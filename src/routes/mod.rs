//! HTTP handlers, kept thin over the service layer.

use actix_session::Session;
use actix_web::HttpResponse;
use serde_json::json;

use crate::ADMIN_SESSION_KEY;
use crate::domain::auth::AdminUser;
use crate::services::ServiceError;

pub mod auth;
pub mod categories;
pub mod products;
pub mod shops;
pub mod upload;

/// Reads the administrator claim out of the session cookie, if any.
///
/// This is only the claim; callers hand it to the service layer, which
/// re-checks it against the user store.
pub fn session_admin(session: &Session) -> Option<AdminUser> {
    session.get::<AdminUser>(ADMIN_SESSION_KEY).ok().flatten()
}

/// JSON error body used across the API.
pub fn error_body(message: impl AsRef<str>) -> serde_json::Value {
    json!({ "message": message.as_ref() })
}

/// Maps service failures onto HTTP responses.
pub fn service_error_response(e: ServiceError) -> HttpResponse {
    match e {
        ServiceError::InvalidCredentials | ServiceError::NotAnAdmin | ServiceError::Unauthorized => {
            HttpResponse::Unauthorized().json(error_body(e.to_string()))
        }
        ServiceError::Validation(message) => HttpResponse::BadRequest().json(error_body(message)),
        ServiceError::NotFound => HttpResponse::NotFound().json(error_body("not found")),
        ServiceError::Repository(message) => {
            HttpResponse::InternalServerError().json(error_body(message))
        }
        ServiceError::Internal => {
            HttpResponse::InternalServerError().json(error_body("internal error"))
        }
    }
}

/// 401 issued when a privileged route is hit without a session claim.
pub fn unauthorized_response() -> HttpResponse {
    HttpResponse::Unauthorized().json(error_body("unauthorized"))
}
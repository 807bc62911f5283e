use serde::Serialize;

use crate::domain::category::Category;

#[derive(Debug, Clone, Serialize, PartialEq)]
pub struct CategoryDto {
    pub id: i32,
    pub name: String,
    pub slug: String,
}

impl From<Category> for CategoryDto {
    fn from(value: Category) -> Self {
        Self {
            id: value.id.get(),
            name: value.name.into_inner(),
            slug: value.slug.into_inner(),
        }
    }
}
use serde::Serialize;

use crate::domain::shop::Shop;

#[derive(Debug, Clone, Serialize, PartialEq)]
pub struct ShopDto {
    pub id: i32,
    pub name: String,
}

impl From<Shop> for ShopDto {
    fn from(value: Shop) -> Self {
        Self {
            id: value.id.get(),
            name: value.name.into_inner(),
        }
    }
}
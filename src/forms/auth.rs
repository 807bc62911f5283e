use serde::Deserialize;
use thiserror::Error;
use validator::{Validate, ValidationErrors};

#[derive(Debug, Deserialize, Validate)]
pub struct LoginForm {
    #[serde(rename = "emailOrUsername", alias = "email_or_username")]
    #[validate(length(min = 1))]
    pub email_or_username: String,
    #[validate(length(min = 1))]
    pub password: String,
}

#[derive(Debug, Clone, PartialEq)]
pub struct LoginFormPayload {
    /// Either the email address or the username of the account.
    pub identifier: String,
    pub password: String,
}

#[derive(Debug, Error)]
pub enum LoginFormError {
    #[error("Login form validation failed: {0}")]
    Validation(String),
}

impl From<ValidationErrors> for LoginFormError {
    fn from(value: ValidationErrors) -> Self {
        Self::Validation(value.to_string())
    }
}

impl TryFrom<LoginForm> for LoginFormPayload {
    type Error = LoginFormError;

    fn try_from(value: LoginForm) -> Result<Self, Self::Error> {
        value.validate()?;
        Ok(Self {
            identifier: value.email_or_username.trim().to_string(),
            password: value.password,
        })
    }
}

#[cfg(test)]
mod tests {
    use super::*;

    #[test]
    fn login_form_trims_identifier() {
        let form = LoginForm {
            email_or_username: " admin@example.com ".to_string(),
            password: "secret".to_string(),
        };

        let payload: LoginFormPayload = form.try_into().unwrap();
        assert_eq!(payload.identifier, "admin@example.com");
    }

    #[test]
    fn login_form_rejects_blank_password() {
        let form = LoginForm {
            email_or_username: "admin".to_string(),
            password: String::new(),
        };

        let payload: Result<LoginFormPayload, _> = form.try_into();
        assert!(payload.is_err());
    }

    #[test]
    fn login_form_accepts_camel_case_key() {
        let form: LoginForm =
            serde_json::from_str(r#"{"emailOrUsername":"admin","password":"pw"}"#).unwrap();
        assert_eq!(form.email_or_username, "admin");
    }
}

****

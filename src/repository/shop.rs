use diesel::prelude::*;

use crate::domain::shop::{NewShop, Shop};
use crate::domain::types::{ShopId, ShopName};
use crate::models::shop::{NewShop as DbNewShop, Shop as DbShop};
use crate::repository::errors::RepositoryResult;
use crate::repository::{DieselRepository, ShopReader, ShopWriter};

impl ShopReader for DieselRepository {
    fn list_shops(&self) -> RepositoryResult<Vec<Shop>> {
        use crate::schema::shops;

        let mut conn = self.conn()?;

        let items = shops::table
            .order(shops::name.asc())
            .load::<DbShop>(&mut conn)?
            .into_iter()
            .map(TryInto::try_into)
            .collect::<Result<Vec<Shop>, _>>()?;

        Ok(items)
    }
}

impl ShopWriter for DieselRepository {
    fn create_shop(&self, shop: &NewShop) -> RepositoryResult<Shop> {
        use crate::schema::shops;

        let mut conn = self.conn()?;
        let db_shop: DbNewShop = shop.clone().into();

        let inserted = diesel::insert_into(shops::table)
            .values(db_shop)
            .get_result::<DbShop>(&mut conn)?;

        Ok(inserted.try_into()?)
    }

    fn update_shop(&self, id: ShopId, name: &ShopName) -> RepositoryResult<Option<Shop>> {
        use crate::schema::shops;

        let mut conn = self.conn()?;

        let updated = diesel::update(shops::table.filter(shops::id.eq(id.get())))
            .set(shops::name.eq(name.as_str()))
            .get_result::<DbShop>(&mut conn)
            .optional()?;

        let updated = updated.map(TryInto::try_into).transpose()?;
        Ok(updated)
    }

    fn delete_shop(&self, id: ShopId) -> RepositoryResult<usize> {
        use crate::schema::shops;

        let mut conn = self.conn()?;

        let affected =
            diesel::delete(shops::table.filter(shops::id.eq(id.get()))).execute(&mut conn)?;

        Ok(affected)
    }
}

****

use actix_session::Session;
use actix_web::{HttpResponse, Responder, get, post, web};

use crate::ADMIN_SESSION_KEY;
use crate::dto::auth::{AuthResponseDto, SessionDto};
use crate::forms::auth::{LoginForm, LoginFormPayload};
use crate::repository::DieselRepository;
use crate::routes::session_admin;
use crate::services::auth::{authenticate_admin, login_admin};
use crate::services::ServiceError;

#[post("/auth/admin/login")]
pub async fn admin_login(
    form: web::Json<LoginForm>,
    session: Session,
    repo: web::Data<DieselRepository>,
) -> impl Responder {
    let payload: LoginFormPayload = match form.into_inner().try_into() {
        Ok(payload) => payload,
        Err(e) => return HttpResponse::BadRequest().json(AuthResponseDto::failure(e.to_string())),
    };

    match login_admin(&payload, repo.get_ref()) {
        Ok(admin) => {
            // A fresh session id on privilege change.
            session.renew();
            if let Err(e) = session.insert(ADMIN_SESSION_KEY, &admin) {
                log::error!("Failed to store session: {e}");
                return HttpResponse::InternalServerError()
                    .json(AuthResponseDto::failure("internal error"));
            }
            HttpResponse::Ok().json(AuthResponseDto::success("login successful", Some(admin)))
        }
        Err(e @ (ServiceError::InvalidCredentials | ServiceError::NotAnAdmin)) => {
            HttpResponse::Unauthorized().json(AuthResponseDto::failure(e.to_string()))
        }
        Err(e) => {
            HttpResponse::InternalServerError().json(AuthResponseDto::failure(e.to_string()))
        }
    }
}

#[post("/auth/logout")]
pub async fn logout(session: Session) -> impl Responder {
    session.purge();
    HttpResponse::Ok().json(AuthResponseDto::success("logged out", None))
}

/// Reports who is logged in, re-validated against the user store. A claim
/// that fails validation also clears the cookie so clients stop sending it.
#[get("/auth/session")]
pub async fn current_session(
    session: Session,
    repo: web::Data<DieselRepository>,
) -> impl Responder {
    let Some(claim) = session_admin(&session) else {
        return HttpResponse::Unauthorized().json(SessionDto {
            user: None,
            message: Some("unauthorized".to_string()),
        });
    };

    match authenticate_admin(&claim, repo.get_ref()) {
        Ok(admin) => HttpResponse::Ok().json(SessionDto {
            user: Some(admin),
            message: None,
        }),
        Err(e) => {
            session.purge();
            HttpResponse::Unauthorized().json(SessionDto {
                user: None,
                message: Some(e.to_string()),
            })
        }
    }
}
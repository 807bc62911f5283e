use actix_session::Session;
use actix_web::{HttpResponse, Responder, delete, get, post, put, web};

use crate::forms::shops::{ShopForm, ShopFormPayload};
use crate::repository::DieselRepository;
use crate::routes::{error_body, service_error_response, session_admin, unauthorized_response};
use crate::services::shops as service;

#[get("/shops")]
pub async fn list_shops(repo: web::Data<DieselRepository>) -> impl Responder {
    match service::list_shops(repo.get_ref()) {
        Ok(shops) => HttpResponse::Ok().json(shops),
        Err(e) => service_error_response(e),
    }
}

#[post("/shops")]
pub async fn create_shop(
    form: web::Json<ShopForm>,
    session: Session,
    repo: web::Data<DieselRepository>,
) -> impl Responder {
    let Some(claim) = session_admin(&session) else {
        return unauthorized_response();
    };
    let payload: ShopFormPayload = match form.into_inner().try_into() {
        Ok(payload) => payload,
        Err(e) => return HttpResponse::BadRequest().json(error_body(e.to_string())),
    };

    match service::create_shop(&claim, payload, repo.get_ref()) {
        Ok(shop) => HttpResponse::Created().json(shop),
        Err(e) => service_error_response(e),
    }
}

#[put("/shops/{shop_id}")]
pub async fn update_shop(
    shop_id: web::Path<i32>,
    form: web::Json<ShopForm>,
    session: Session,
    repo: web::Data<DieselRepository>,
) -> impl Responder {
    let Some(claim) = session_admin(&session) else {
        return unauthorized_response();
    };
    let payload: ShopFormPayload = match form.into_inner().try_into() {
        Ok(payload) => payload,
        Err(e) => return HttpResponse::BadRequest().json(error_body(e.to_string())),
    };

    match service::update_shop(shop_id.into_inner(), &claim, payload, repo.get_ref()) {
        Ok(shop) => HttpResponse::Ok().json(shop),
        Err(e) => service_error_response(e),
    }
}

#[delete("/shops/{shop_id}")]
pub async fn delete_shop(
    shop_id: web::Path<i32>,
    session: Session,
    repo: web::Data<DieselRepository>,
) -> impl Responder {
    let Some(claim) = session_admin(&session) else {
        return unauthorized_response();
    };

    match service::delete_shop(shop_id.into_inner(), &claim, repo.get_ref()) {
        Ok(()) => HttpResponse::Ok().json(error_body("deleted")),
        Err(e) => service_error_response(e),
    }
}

****

== Problem requirements ==
Work out how many lines in the data hold the word "filter"; reply with the number alone.

== Completed task ==
2